June 17, 2002
Mr. Jonathan G. Katz, Secretary
Securities and Exchange Commission
450 Fifth Street, N.W.
Washington, D.C. 20549-0609
Re: National Futures Association Proposed Interpretive Notice to NFA Compliance Rule 2-4 Regarding Broker-Dealer Best Execution Obligations with Respect to Security Futures, Release No. 34-45720; SEC File No. SR-NFA-2002-02
Dear Mr. Katz:
On behalf of the Steering Committee on Security Futures established jointly by the Futures Industry Association ("FIA")1 and the Securities Industry Association ("SIA")2 I am pleased to submit our comment letter in response to the captioned release regarding the National Futures Association's (the "NFA") Proposed Interpretive Notice to NFA Compliance Rule 2-4 rulemaking (the "Proposed Interpretive Notice").
FIA and SIA ("the Associations") recognize and support the efforts of NFA to ensure, through the Proposed Interpretive Notice, that NFA Compliance Rule 2-4 is construed as incorporating the flexibility necessary for NFA members to discharge the obligations established under the rule. The Associations wish to express their strong reservations, however, with respect to the application of a best execution obligation under certain circumstances currently contemplated by the rule.
I. Absence of a Consolidated Price Reporting System.
The Associations understand that no consolidated price reporting system will be in place at the time security futures are expected to commence trading. The Associations do not believe that it is appropriate to impose a best execution obligation on NFA members under such circumstances. The Associations are aware that best execution obligations have been applicable under Self Regulatory Organization ("SRO") rules to listed equity options in the absence of a consolidated price reporting system for listed options. The Associations nonetheless believe that, under such circumstances, there can be no realistic expectation that members will have the ability, reliably and with consistency, to ensure that they are discharging their best execution obligation where real competition exists between economically comparable security futures contracts traded in different markets. It is not appropriate to put intermediaries in such an untenable position.
The Associations also understand that at least certain of the exchanges expected to list security futures contracts will not permit the Options Clearing Corporation to extinguish positions in their contracts against equal and offsetting positions in contracts listed on other exchanges that are otherwise economically identical. The Associations have, on numerous occasions and to no avail, expressed their view that this prohibition is potentially costly and burdensome to investors and not in the public interest.

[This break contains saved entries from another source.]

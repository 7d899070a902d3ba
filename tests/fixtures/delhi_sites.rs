//! Bin sites around central New Delhi.
//!
//! Coordinates are approximate public landmarks, close enough together that
//! nearest-neighbor ordering is easy to reason about.

use bin_route_planner::model::{Bin, CollectionEvent};
use chrono::{DateTime, Duration, TimeZone, Utc};

/// A named site with coordinates.
#[derive(Debug, Clone)]
pub struct Site {
    pub name: &'static str,
    pub lat: f64,
    pub lng: f64,
}

impl Site {
    pub const fn new(name: &'static str, lat: f64, lng: f64) -> Self {
        Self { name, lat, lng }
    }

    pub fn bin(&self, id: &str, fill_level: f64) -> Bin {
        let mut bin = Bin::new(id, fill_level).with_coordinate(self.lat, self.lng);
        bin.location = self.name.to_string();
        bin
    }
}

// ============================================================================
// Connaught Place cluster (all within ~1.5 km)
// ============================================================================

pub const CONNAUGHT_PLACE: &[Site] = &[
    Site::new("Rajiv Chowk Metro", 28.6328, 77.2197),
    Site::new("Janpath Market", 28.6262, 77.2186),
    Site::new("Barakhamba Road", 28.6297, 77.2262),
    Site::new("Palika Bazaar", 28.6315, 77.2178),
];

// ============================================================================
// South Delhi cluster (~10 km south of Connaught Place)
// ============================================================================

pub const SOUTH_DELHI: &[Site] = &[
    Site::new("Hauz Khas Village", 28.5535, 77.1942),
    Site::new("Green Park Market", 28.5599, 77.2066),
    Site::new("Sarojini Nagar Market", 28.5770, 77.1996),
];

// ============================================================================
// History builders
// ============================================================================

pub fn at_day(day: i64) -> DateTime<Utc> {
    Utc.with_ymd_and_hms(2026, 10, 1, 8, 0, 0).unwrap() + Duration::days(day)
}

/// A collection event for `bin` on day `day` of the fixture month.
pub fn collected(bin: &str, before: f64, after: f64, day: i64) -> CollectionEvent {
    CollectionEvent {
        bin_id: bin.to_string(),
        fill_level_before: before,
        fill_level_after: after,
        collected_at: at_day(day),
    }
}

The Associations further understand that the Commission and the Commodity Futures Trading Commission ("CFTC") currently intend to impose an initial and maintenance margin requirement in respect of equal and offsetting positions in otherwise economically identical contracts.

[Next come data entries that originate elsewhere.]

use anyhow::{Context, Result};
use std::path::{Path, PathBuf};
use tracing::{debug, warn};

use super::{Files, Git, Host};
use crate::files::{self, RepoStructure};
use crate::git::{self, BranchExists, GitResult, WorktreeInfo};
use crate::host::{self, Capabilities, InstallOutcome, Terminal};

/// Git through the `git` binary, run in the process's current directory.
///
/// [`Git::enter_main_repo`] moves the process, and with it every later
/// command, into the main repository.
pub struct SystemGit;

impl SystemGit {
    fn dir(&self) -> &Path {
        Path::new(".")
    }
}

impl Git for SystemGit {
    fn is_inside_git_repo(&self) -> bool {
        git::is_inside_git_repo(self.dir())
    }

    fn is_inside_worktree(&self) -> Result<bool> {
        git::is_inside_worktree(self.dir())
    }

    fn main_repo_path(&self) -> Result<PathBuf> {
        git::main_repo_path(self.dir())
    }

    fn current_worktree_path(&self) -> Result<PathBuf> {
        git::current_worktree_path(self.dir())
    }

    fn enter_main_repo(&self, main_repo_path: &Path) -> Result<()> {
        debug!(safe_cwd = %main_repo_path.display(), "git:changing to main repo");
        std::env::set_current_dir(main_repo_path).with_context(|| {
            format!(
                "Could not change directory to '{}'",
                main_repo_path.display()
            )
        })
    }

    fn list_worktrees(&self) -> Result<Vec<WorktreeInfo>> {
        git::list_worktrees(self.dir())
    }

    fn create_worktree(
        &self,
        path: &Path,
        branch: &str,
        create_new_branch: bool,
        base: Option<&str>,
    ) -> GitResult {
        git::create_worktree(self.dir(), path, branch, create_new_branch, base)
    }

    fn remove_worktree(&self, path: &Path) -> GitResult {
        git::remove_worktree(self.dir(), path)
    }

    fn prune_worktrees(&self) -> GitResult {
        git::prune_worktrees(self.dir())
    }

    fn branch_exists(&self, branch: &str) -> BranchExists {
        git::branch_exists(self.dir(), branch)
    }

    fn remote_branch_exists(&self, remote: &str, branch: &str) -> bool {
        git::remote_branch_exists(self.dir(), remote, branch).unwrap_or_else(|e| {
            warn!(remote, branch, error = %e, "git:remote ref query failed");
            false
        })
    }

    fn list_remotes(&self) -> Vec<String> {
        git::list_remotes(self.dir()).unwrap_or_else(|e| {
            warn!(error = %e, "git:listing remotes failed");
            Vec::new()
        })
    }

    fn current_branch(&self) -> Option<String> {
        git::current_branch(self.dir())
            .ok()
            .filter(|b| !b.is_empty())
    }

    fn default_branch(&self) -> String {
        git::default_branch(self.dir())
    }

    fn origin_ahead_count(&self, branch: &str) -> u32 {
        git::origin_ahead_count(self.dir(), branch)
    }

    fn fetch(&self) -> GitResult {
        git::fetch(self.dir())
    }
}

pub struct SystemFiles;

impl Files for SystemFiles {
    fn find_env_files(&self, root: &Path) -> Result<Vec<String>> {
        files::find_env_files(root)
    }

    fn find_generated_files(&self, root: &Path) -> Result<Vec<String>> {
        files::find_generated_files(root)
    }

    fn detect_repo_structure(&self, root: &Path) -> Result<RepoStructure> {
        files::detect_repo_structure(root)
    }

    fn symlink_env_files(&self, src: &Path, dest: &Path, items: &[String]) -> Result<()> {
        files::symlink_env_files(src, dest, items)
    }

    fn copy_env_files(&self, src: &Path, dest: &Path, items: &[String]) -> Result<()> {
        files::copy_env_files(src, dest, items)
    }

    fn copy_generated_files(&self, src: &Path, dest: &Path, items: &[String]) -> Result<()> {
        files::copy_generated_files(src, dest, items)
    }

    fn path_exists(&self, path: &Path) -> bool {
        path.exists()
    }

    fn remove_dir_all(&self, path: &Path) -> Result<()> {
        std::fs::remove_dir_all(path)
            .with_context(|| format!("Failed to delete {}", path.display()))
    }
}

pub struct SystemHost;

impl Host for SystemHost {
    fn detect_capabilities(&self, configured_terminal: Option<&str>) -> Capabilities {
        host::detect_capabilities(configured_terminal)
    }

    fn open_in_editor(&self, editor: &str, path: &Path) -> Result<()> {
        host::editor::open(editor, path)
    }

    fn open_in_file_explorer(&self, path: &Path) -> Result<()> {
        host::editor::open_file_explorer(path)
    }

    fn open_in_terminal(&self, terminal: Option<Terminal>, path: &Path, title: &str) -> Result<()> {
        host::terminal::open(terminal, path, title)
    }

    fn install_dependencies(&self, worktree: &Path, structure: &RepoStructure) -> InstallOutcome {
        host::install_dependencies(worktree, structure)
    }
}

The result of these circumstances is that two security futures contracts that would otherwise be economically fungible will not be fungible.3 We describe such contracts as non-fungible because, as a result of the margin requirement for equal and offsetting positions, a customer with an outstanding position in contracts listed on exchange A will not be economically indifferent as to whether the offsetting position is executed on exchange A (with no resulting margin requirement) or on exchange B (with an ongoing initial and maintenance margin requirement). The Associations stress that no current analogy to this situation exists with respect to any security or listed option that is subject to a best execution obligation.
Under the Proposed Interpretative Notice, a member's best execution obligation will apply in the context of contracts that "are not materially different". The Associations understand that this standard is intended to encompass non-fungible contracts of the type described above. The Associations categorically object to the application of a best execution obligation under these circumstances. The application of a best execution obligation in this context would establish an obligation that cannot be effectively discharged by NFA members and that is fundamentally inconsistent with the well-understood scope of the best execution obligation.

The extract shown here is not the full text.